數日之後,在揚州鬧市上,包括巡鹽禦史在內的兩淮鹽使司大小官吏數百人被斬首棄市,都轉運使胡亭路則被暫時拘禁在梁琦處,聽候崇禎的處置,不出意料的話他會繳納巨額贖銀後被安置回老家。
所有犯事官吏的家眷本該流放夷州,但半路上便被鹽商們從押解的官差手中偷偷贖了出來,也算是了卻了他們和鹽商之間的一段香火情。至於揚州府向朝廷報備時有很多理由可以搪塞過去,比如押解路途上,船隻突遇風浪沉沒,除了官差之外,所有犯官家眷全部溺水身亡。
至於這些人的新身份,有鹽商出麵,揚州府上下自會給她們另辦戶籍,姓名改掉就行。鹽商們會將這些家眷安置在自家的產業裏,對於家大業大的鹽商們來講,不算什麽大事。
這件事上也看出,鹽商們雖然自私貪婪,但還沒有泯滅人性,仁義之心還在。
預想中的民變並未發生,得知朝廷的政策後,鹽商們迅速派人攔截趕來的灶戶,並向他們解說清楚。
本以為以後要沒了飯吃的灶戶們對朝廷的方略自是雙手讚成,紛紛興高采烈的返回各自的鹽場,這次出門權當出來遊玩好了。
被裁撤後的轉運使司衙門成了新建的鹽務局駐地,一同入駐的還有錦衣衛揚州千戶所,梁琦成為第一任千戶。
按照朝廷製訂的章程,原兩淮轉運鹽使司轄下的鹽場全部歸鹽務局管轄。

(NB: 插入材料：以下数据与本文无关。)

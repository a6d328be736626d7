// This Source Code Form is subject to the terms of the Mozilla Public
// License, v. 2.0. If a copy of the MPL was not distributed with this
// file, You can obtain one at https://mozilla.org/MPL/2.0/.

//! Queries over a sketch: shared-edge lookup, edge and point traversal with
//! identity de-duplication, snapping reference points, and the two free
//! geometric helpers used by dimensioning tools.
//!
//! Traversals visit faces in insertion order, the outer loop before the
//! holes, then guidelines. An entity reachable through several faces is
//! reported once, at its first occurrence.

use nalgebra::{Point2, Vector2};
use rustc_hash::FxHashSet;
use serde::Serialize;
use std::f64::consts::FRAC_PI_2;

use crate::config::Tolerance;
use crate::error::{Error, Result};
use crate::keys::*;
use crate::segment::Segment;
use crate::sketch::{Curve, Sketch};

/// One use of an edge by a face loop.
#[derive(Debug, Clone, Copy, PartialEq, Eq)]
pub struct FaceEdgeUse {
    pub face: FaceKey,
    pub wire: WireKey,
    /// `true` if `wire` is the face's outer loop.
    pub is_outer: bool,
}

/// Kind of a snapping reference point.
#[derive(Debug, Clone, Copy, PartialEq, Eq, Hash, Serialize)]
#[serde(rename_all = "lowercase")]
pub enum ReferencePointKind {
    Endpoint,
    Midpoint,
    Center,
    Quadrant,
}

/// A snapping candidate generated from a curve.
#[derive(Debug, Clone, Copy, PartialEq)]
pub struct ReferencePoint {
    pub point: Point2<f64>,
    pub kind: ReferencePointKind,
    /// The curve that produced the point (the first one, for shared endpoints).
    pub curve: CurveKey,
}

/// Nearest boundary hit along one ray.
#[derive(Debug, Clone, Copy, PartialEq)]
pub struct RayHit {
    pub point: Point2<f64>,
    pub distance: f64,
}

/// Nearest boundary hits in the four axis directions.
#[derive(Debug, Clone, Copy, Default, PartialEq)]
pub struct DirectionalHits {
    pub left: Option<RayHit>,
    pub right: Option<RayHit>,
    pub up: Option<RayHit>,
    pub down: Option<RayHit>,
}

/// Center and radius of an arc given by chord and sagitta.
#[derive(Debug, Clone, Copy, PartialEq)]
pub struct ArcCenter {
    pub center: Point2<f64>,
    pub radius: f64,
}

impl Sketch {
    /// Every face loop that uses `edge`, by key or by equal geometry.
    pub fn faces_by_edge(&self, edge: CurveKey) -> Result<Vec<FaceEdgeUse>> {
        let target = self.segment(edge).ok_or(Error::CurveNotFound(edge))?;
        Ok(self.collect_face_uses(|ck, seg| ck == edge || seg.geometric_eq(&target, &self.tolerance)))
    }

    /// Every face loop with a curve geometrically equal to `segment`.
    pub fn faces_by_segment(&self, segment: &Segment) -> Vec<FaceEdgeUse> {
        self.collect_face_uses(|_, seg| seg.geometric_eq(segment, &self.tolerance))
    }

    fn collect_face_uses<F>(&self, mut matches: F) -> Vec<FaceEdgeUse>
    where
        F: FnMut(CurveKey, &Segment) -> bool,
    {
        let mut uses = Vec::new();
        for &face_key in &self.face_order {
            let Some(face) = self.faces.get(face_key) else {
                continue;
            };
            for wire_key in face.loops() {
                let Some(wire) = self.wires.get(wire_key) else {
                    continue;
                };
                let hit = wire.curves.iter().any(|&ck| {
                    self.segment(ck).is_some_and(|seg| matches(ck, &seg))
                });
                if hit {
                    uses.push(FaceEdgeUse {
                        face: face_key,
                        wire: wire_key,
                        is_outer: face.outer_loop == Some(wire_key),
                    });
                }
            }
        }
        uses
    }

    /// Edges of the given faces, each reported once.
    pub fn all_edges_from_faces(&self, faces: &[FaceKey], outer_only: bool) -> Result<Vec<CurveKey>> {
        let mut seen = FxHashSet::default();
        let mut edges = Vec::new();
        for &face in faces {
            self.push_face_edges(face, outer_only, &mut seen, &mut edges)?;
        }
        Ok(edges)
    }

    /// Edges of every face, each reported once.
    pub fn all_edges(&self, outer_only: bool) -> Vec<CurveKey> {
        let mut seen = FxHashSet::default();
        let mut edges = Vec::new();
        for &face in &self.face_order {
            let pushed = self.push_face_edges(face, outer_only, &mut seen, &mut edges);
            debug_assert!(pushed.is_ok(), "face_order only holds live faces: {pushed:?}");
        }
        edges
    }

    /// Face edges followed by guidelines, each reported once.
    pub fn all_curves(&self, outer_only: bool) -> Vec<CurveKey> {
        let mut seen = FxHashSet::default();
        let mut curves = Vec::new();
        for &face in &self.face_order {
            let pushed = self.push_face_edges(face, outer_only, &mut seen, &mut curves);
            debug_assert!(pushed.is_ok(), "face_order only holds live faces: {pushed:?}");
        }
        for &ck in &self.guidelines {
            if self.curves.contains_key(ck) && seen.insert(ck) {
                curves.push(ck);
            }
        }
        curves
    }

    fn push_face_edges(
        &self,
        face: FaceKey,
        outer_only: bool,
        seen: &mut FxHashSet<CurveKey>,
        out: &mut Vec<CurveKey>,
    ) -> Result<()> {
        let face_data = self.faces.get(face).ok_or(Error::FaceNotFound(face))?;
        let loops: Vec<WireKey> = if outer_only {
            face_data.outer_loop.into_iter().collect()
        } else {
            face_data.loops().collect()
        };
        for wk in loops {
            let wire = self.wires.get(wk).ok_or(Error::WireNotFound(wk))?;
            for &ck in &wire.curves {
                if seen.insert(ck) {
                    out.push(ck);
                }
            }
        }
        Ok(())
    }

    /// Endpoints of the given faces' edges, each reported once.
    pub fn all_points_from_faces(&self, faces: &[FaceKey], outer_only: bool) -> Result<Vec<PointKey>> {
        let edges = self.all_edges_from_faces(faces, outer_only)?;
        Ok(self.endpoints_of(&edges))
    }

    /// Endpoints of every face edge and guideline, each reported once.
    pub fn all_points(&self, outer_only: bool) -> Vec<PointKey> {
        self.endpoints_of(&self.all_curves(outer_only))
    }

    fn endpoints_of(&self, curves: &[CurveKey]) -> Vec<PointKey> {
        let mut seen = FxHashSet::default();
        let mut points = Vec::new();
        for &ck in curves {
            if let Some((from, to)) = self.curves.get(ck).and_then(Curve::endpoint_keys) {
                for pk in [from, to] {
                    if seen.insert(pk) {
                        points.push(pk);
                    }
                }
            }
        }
        points
    }

    /// Snapping candidates for every face edge and guideline.
    ///
    /// Lines give their endpoints and midpoint. Arcs give their endpoints,
    /// center, and the axis quadrant points strictly inside their sweep.
    /// Circles give their center and four quadrant points. Endpoints shared
    /// by several curves are emitted once.
    pub fn reference_points(&self) -> Vec<ReferencePoint> {
        let tol = &self.tolerance;
        let mut seen_points = FxHashSet::default();
        let mut out = Vec::new();

        for ck in self.all_curves(false) {
            let (Some(curve), Some(segment)) = (self.curves.get(ck), self.segment(ck)) else {
                continue;
            };
            let mut push = |point: Point2<f64>, kind| {
                out.push(ReferencePoint {
                    point,
                    kind,
                    curve: ck,
                })
            };

            if let Some((from, to)) = curve.endpoint_keys() {
                for pk in [from, to] {
                    if seen_points.insert(pk) {
                        if let Some(p) = self.point_coords(pk) {
                            push(p, ReferencePointKind::Endpoint);
                        }
                    }
                }
            }

            match segment {
                Segment::Line { .. } => {
                    if let Some(mid) = segment.midpoint() {
                        push(mid, ReferencePointKind::Midpoint);
                    }
                }
                Segment::Arc { center, radius, .. } | Segment::Circle { center, radius, .. } => {
                    push(center, ReferencePointKind::Center);
                    for quadrant in 0..4 {
                        let angle = quadrant as f64 * FRAC_PI_2;
                        if segment.angle_strictly_inside_sweep(angle, tol) {
                            let p = center + Vector2::new(angle.cos(), angle.sin()) * radius;
                            push(p, ReferencePointKind::Quadrant);
                        }
                    }
                }
            }
        }

        out
    }

    /// Face edges and guidelines passing through any of `points`.
    pub fn edges_by_points(&self, points: &[Point2<f64>]) -> Vec<CurveKey> {
        self.all_curves(false)
            .into_iter()
            .filter(|&ck| {
                self.segment(ck)
                    .is_some_and(|seg| points.iter().any(|p| seg.contains_point(p, &self.tolerance)))
            })
            .collect()
    }

    /// Face edges and guidelines starting or ending at `point`.
    ///
    /// Circles have no endpoints and are skipped.
    pub fn connected_edges_by_point(&self, point: &Point2<f64>) -> Vec<CurveKey> {
        let mut edges = Vec::new();
        for ck in self.all_curves(false) {
            let Some(curve) = self.curves.get(ck) else {
                continue;
            };
            let Some((from, to)) = curve.endpoint_keys() else {
                tracing::warn!(
                    curve = ?ck,
                    kind = %curve.kind(),
                    "Skipping curve without endpoints in connectivity query"
                );
                continue;
            };
            let touches = [from, to].into_iter().any(|pk| {
                self.point_coords(pk)
                    .is_some_and(|p| self.tolerance.points_equal(&p, point))
            });
            if touches {
                edges.push(ck);
            }
        }
        edges
    }

    /// Copies a line edge onto two fresh points.
    pub fn clone_line_edge(&mut self, edge: CurveKey) -> Result<CurveKey> {
        let curve = *self.curves.get(edge).ok_or(Error::CurveNotFound(edge))?;
        let Curve::Line { from, to } = curve else {
            return Err(Error::NotApplicable {
                operation: "clone_line_edge",
                kind: curve.kind(),
            });
        };
        let a = self.point_coords(from).ok_or(Error::PointNotFound(from))?;
        let b = self.point_coords(to).ok_or(Error::PointNotFound(to))?;
        let from = self.add_point(a.x, a.y);
        let to = self.add_point(b.x, b.y);
        Ok(self.curves.insert(Curve::Line { from, to }))
    }

    /// Nearest boundary of a face in the four axis directions from `point`.
    pub fn face_dimensions(&self, face: FaceKey, point: &Point2<f64>) -> Result<DirectionalHits> {
        let polygon = self.face_loops(face)?;
        Ok(points_dimensions_inside_polygon(
            point,
            &polygon.outer,
            &polygon.holes,
            &self.tolerance,
        ))
    }
}

/// Nearest boundary hit in each axis direction from a point inside `outer`
/// and outside every hole.
///
/// On equal distances the first curve in traversal order (outer, then holes)
/// wins.
pub fn points_dimensions_inside_polygon(
    point: &Point2<f64>,
    outer: &[Segment],
    holes: &[Vec<Segment>],
    tol: &Tolerance,
) -> DirectionalHits {
    let nearest = |dir: Vector2<f64>| -> Option<RayHit> {
        let mut best: Option<RayHit> = None;
        for seg in outer.iter().chain(holes.iter().flatten()) {
            for t in seg.ray_intersections(point, &dir, tol) {
                if best.map_or(true, |b| t < b.distance) {
                    best = Some(RayHit {
                        point: point + dir * t,
                        distance: t,
                    });
                }
            }
        }
        best
    };

    DirectionalHits {
        left: nearest(Vector2::new(-1.0, 0.0)),
        right: nearest(Vector2::new(1.0, 0.0)),
        up: nearest(Vector2::new(0.0, 1.0)),
        down: nearest(Vector2::new(0.0, -1.0)),
    }
}

/// Center and radius of the arc through `start` and `end` bulging by
/// `sagitta` away from the center, with the center on the `direction` side
/// of the chord.
///
/// `radius = chord² / (8·sagitta) + sagitta / 2`.
pub fn circle_arc_center_by_sagitta(
    start: &Point2<f64>,
    end: &Point2<f64>,
    sagitta: f64,
    direction: &Vector2<f64>,
    tol: &Tolerance,
) -> Result<ArcCenter> {
    let chord = (end - start).norm();
    if chord <= tol.length {
        return Err(Error::DegenerateGeometry("zero-length chord".to_string()));
    }
    if sagitta.abs() <= tol.length {
        return Err(Error::DegenerateGeometry("zero sagitta".to_string()));
    }
    let dir_len = direction.norm();
    if dir_len <= tol.length {
        return Err(Error::DegenerateGeometry("zero direction".to_string()));
    }

    let mid = Point2::from((start.coords + end.coords) / 2.0);
    let radius = chord * chord / (8.0 * sagitta) + sagitta / 2.0;
    let center = mid + direction / dir_len * (radius - sagitta);
    Ok(ArcCenter { center, radius })
}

鹽務局設鹽務使一人,正四品;正五品副使一人;正六品提舉兩人;正八品鹽倉吏目四人;各鹽場設大使一人,副使兩人,皆是不入流的職官。
新的巡鹽禦史由督察院委派,也是在同一個衙門裏辦理公務。
每個鹽場派駐錦衣校尉十人,有一名小旗帶隊,以便防止灶戶私自向鹽商出售私鹽。
這樣督察院,戶部,錦衣衛三個部門之間起到了相互監督的作用,有效的預防了鹽務局可能出現的貪墨現象。